[Dataset excerpts]
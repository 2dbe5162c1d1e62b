//! Invoice engine integration tests: creation, totals, stock application,
//! and updates.

mod common;

use common::TestApp;
use serde_json::{json, Value};

#[tokio::test]
async fn create_invoice_computes_discount_then_tax() {
    let app = TestApp::spawn().await;

    let response = app
        .post(
            "/api/invoices",
            &json!({
                "number": "INV-0001",
                "customerName": "John Doe",
                "taxRate": 8,
                "discountRate": 10,
                "lines": [
                    { "name": "A", "price": 30, "quantity": 2 },
                    { "name": "B", "price": 40, "quantity": 1 }
                ]
            }),
        )
        .await;
    assert_eq!(response.status().as_u16(), 201);

    let body: Value = response.json().await.unwrap();
    let totals = &body["totals"];
    assert_eq!(totals["subtotal"], json!(100.0));
    assert_eq!(totals["discountAmount"], json!(10.0));
    assert_eq!(totals["taxAmount"], json!(7.2));
    assert_eq!(totals["total"], json!(97.2));
}

#[tokio::test]
async fn zero_subtotal_yields_zero_total_regardless_of_rates() {
    let app = TestApp::spawn().await;

    let body: Value = app
        .post(
            "/api/invoices",
            &json!({
                "number": "INV-0002",
                "taxRate": 18,
                "discountRate": 25,
                "lines": [{ "name": "Freebie", "price": 0, "quantity": 10 }]
            }),
        )
        .await
        .json()
        .await
        .unwrap();

    assert_eq!(body["totals"]["subtotal"], json!(0.0));
    assert_eq!(body["totals"]["total"], json!(0.0));
}

#[tokio::test]
async fn create_invoice_requires_number_and_lines() {
    let app = TestApp::spawn().await;

    let no_number = app
        .post(
            "/api/invoices",
            &json!({ "lines": [{ "name": "A", "price": 1, "quantity": 1 }] }),
        )
        .await;
    assert_eq!(no_number.status().as_u16(), 400);

    let no_lines = app
        .post("/api/invoices", &json!({ "number": "INV-1", "lines": [] }))
        .await;
    assert_eq!(no_lines.status().as_u16(), 400);
}

#[tokio::test]
async fn create_invoice_deducts_stock_when_asked() {
    let app = TestApp::spawn().await;
    let item = app
        .create_item(json!({ "name": "Widget", "quantity": 10, "price": 3 }))
        .await;
    let id = item["id"].as_str().unwrap();

    let response = app
        .post(
            "/api/invoices",
            &json!({
                "number": "INV-0003",
                "applyStockChange": true,
                "lines": [{ "itemId": id, "name": "Widget", "price": 3, "quantity": 4 }]
            }),
        )
        .await;
    assert_eq!(response.status().as_u16(), 201);

    let item: Value = app
        .get(&format!("/api/items/{}", id))
        .await
        .json()
        .await
        .unwrap();
    assert_eq!(item["quantity"], json!(6));

    // Invoice-driven decrements are not receipts.
    let receipts: Vec<Value> = app.get("/api/receipts").await.json().await.unwrap();
    assert!(receipts.is_empty());
}

#[tokio::test]
async fn stock_deduction_clamps_at_zero() {
    let app = TestApp::spawn().await;
    let item = app
        .create_item(json!({ "name": "Widget", "quantity": 10 }))
        .await;
    let id = item["id"].as_str().unwrap();

    app.post(
        "/api/invoices",
        &json!({
            "number": "INV-0004",
            "applyStockChange": true,
            "lines": [{ "itemId": id, "name": "Widget", "price": 1, "quantity": 50 }]
        }),
    )
    .await;

    let item: Value = app
        .get(&format!("/api/items/{}", id))
        .await
        .json()
        .await
        .unwrap();
    assert_eq!(item["quantity"], json!(0));
}

#[tokio::test]
async fn unresolved_line_references_are_kept_but_flagged() {
    let app = TestApp::spawn().await;
    let item = app
        .create_item(json!({ "name": "Widget", "quantity": 10 }))
        .await;
    let id = item["id"].as_str().unwrap();

    let body: Value = app
        .post(
            "/api/invoices",
            &json!({
                "number": "INV-0005",
                "applyStockChange": true,
                "lines": [
                    { "itemId": "not-a-real-id", "name": "Ghost", "price": 2, "quantity": 1 },
                    { "itemId": id, "name": "Widget", "price": 3, "quantity": 1 }
                ]
            }),
        )
        .await
        .json()
        .await
        .unwrap();

    let lines = body["lines"].as_array().unwrap();
    assert_eq!(lines.len(), 2);
    assert_eq!(lines[0]["resolved"], json!(false));
    assert_eq!(lines[0]["itemId"], Value::Null);
    assert_eq!(lines[1]["resolved"], json!(true));

    // The bad reference never blocks the sale; the good line still deducts.
    let item: Value = app
        .get(&format!("/api/items/{}", id))
        .await
        .json()
        .await
        .unwrap();
    assert_eq!(item["quantity"], json!(9));
}

#[tokio::test]
async fn malformed_line_numbers_default_to_zero() {
    let app = TestApp::spawn().await;

    let body: Value = app
        .post(
            "/api/invoices",
            &json!({
                "number": "INV-0006",
                "lines": [{ "name": "A", "price": "oops", "quantity": "many" }]
            }),
        )
        .await
        .json()
        .await
        .unwrap();

    assert_eq!(body["lines"][0]["price"], json!(0.0));
    assert_eq!(body["lines"][0]["quantity"], json!(0));
    assert_eq!(body["totals"]["total"], json!(0.0));
}

#[tokio::test]
async fn printed_at_is_normalized_to_a_naive_instant() {
    let app = TestApp::spawn().await;

    let body: Value = app
        .post(
            "/api/invoices",
            &json!({
                "number": "INV-0007",
                "printedAt": "2025-01-01T12:00:00Z",
                "lines": [{ "name": "A", "price": 1, "quantity": 1 }]
            }),
        )
        .await
        .json()
        .await
        .unwrap();

    assert_eq!(body["printedAt"], json!("2025-01-01T12:00:00"));
}

#[tokio::test]
async fn update_invoice_recomputes_totals_but_never_touches_stock() {
    let app = TestApp::spawn().await;
    let item = app
        .create_item(json!({ "name": "Widget", "quantity": 10 }))
        .await;
    let id = item["id"].as_str().unwrap();

    let invoice: Value = app
        .post(
            "/api/invoices",
            &json!({
                "number": "INV-0008",
                "applyStockChange": true,
                "discountRate": 0,
                "lines": [{ "itemId": id, "name": "Widget", "price": 10, "quantity": 4 }]
            }),
        )
        .await
        .json()
        .await
        .unwrap();
    let invoice_id = invoice["id"].as_str().unwrap();
    assert_eq!(invoice["totals"]["total"], json!(40.0));

    let updated: Value = app
        .put(
            &format!("/api/invoices/{}", invoice_id),
            &json!({
                "discountRate": 50,
                "lines": [{ "itemId": id, "name": "Widget", "price": 10, "quantity": 100 }]
            }),
        )
        .await
        .json()
        .await
        .unwrap();
    assert_eq!(updated["totals"]["subtotal"], json!(1000.0));
    assert_eq!(updated["totals"]["total"], json!(500.0));

    // Replacing lines is a correction to the record, not a new sale.
    let item: Value = app
        .get(&format!("/api/items/{}", id))
        .await
        .json()
        .await
        .unwrap();
    assert_eq!(item["quantity"], json!(6));

    // The recomputation sticks on subsequent reads.
    let fetched: Value = app
        .get(&format!("/api/invoices/{}", invoice_id))
        .await
        .json()
        .await
        .unwrap();
    assert_eq!(fetched["totals"]["total"], json!(500.0));
}

#[tokio::test]
async fn update_invoice_validates_input() {
    let app = TestApp::spawn().await;

    let malformed = app.put("/api/invoices/nope", &json!({ "taxRate": 5 })).await;
    assert_eq!(malformed.status().as_u16(), 400);

    let missing = app
        .put(
            "/api/invoices/ffffffffffffffffffffffff",
            &json!({ "taxRate": 5 }),
        )
        .await;
    assert_eq!(missing.status().as_u16(), 404);

    let invoice: Value = app
        .post(
            "/api/invoices",
            &json!({ "number": "INV-0009", "lines": [{ "name": "A", "price": 1, "quantity": 1 }] }),
        )
        .await
        .json()
        .await
        .unwrap();
    let empty = app
        .put(
            &format!("/api/invoices/{}", invoice["id"].as_str().unwrap()),
            &json!({}),
        )
        .await;
    assert_eq!(empty.status().as_u16(), 400);
}

#[tokio::test]
async fn invoices_list_newest_first_by_printed_at() {
    let app = TestApp::spawn().await;

    let older: Value = app
        .post(
            "/api/invoices",
            &json!({
                "number": "INV-OLD",
                "printedAt": "2025-01-01T09:00:00Z",
                "lines": [{ "name": "A", "price": 1, "quantity": 1 }]
            }),
        )
        .await
        .json()
        .await
        .unwrap();
    let newer: Value = app
        .post(
            "/api/invoices",
            &json!({
                "number": "INV-NEW",
                "printedAt": "2025-02-01T09:00:00Z",
                "lines": [{ "name": "B", "price": 1, "quantity": 1 }]
            }),
        )
        .await
        .json()
        .await
        .unwrap();

    let invoices: Vec<Value> = app.get("/api/invoices").await.json().await.unwrap();
    assert_eq!(invoices.len(), 2);
    assert_eq!(invoices[0]["id"], newer["id"]);
    assert_eq!(invoices[1]["id"], older["id"]);
    assert!(invoices[0]["totals"].is_object());
}

#[tokio::test]
async fn get_invoice_validates_the_id() {
    let app = TestApp::spawn().await;

    assert_eq!(app.get("/api/invoices/nope").await.status().as_u16(), 400);
    assert_eq!(
        app.get("/api/invoices/ffffffffffffffffffffffff")
            .await
            .status()
            .as_u16(),
        404
    );
}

Task brief: Provide only the count of lines in the data above that include the string "updated".

Exercise solution: 3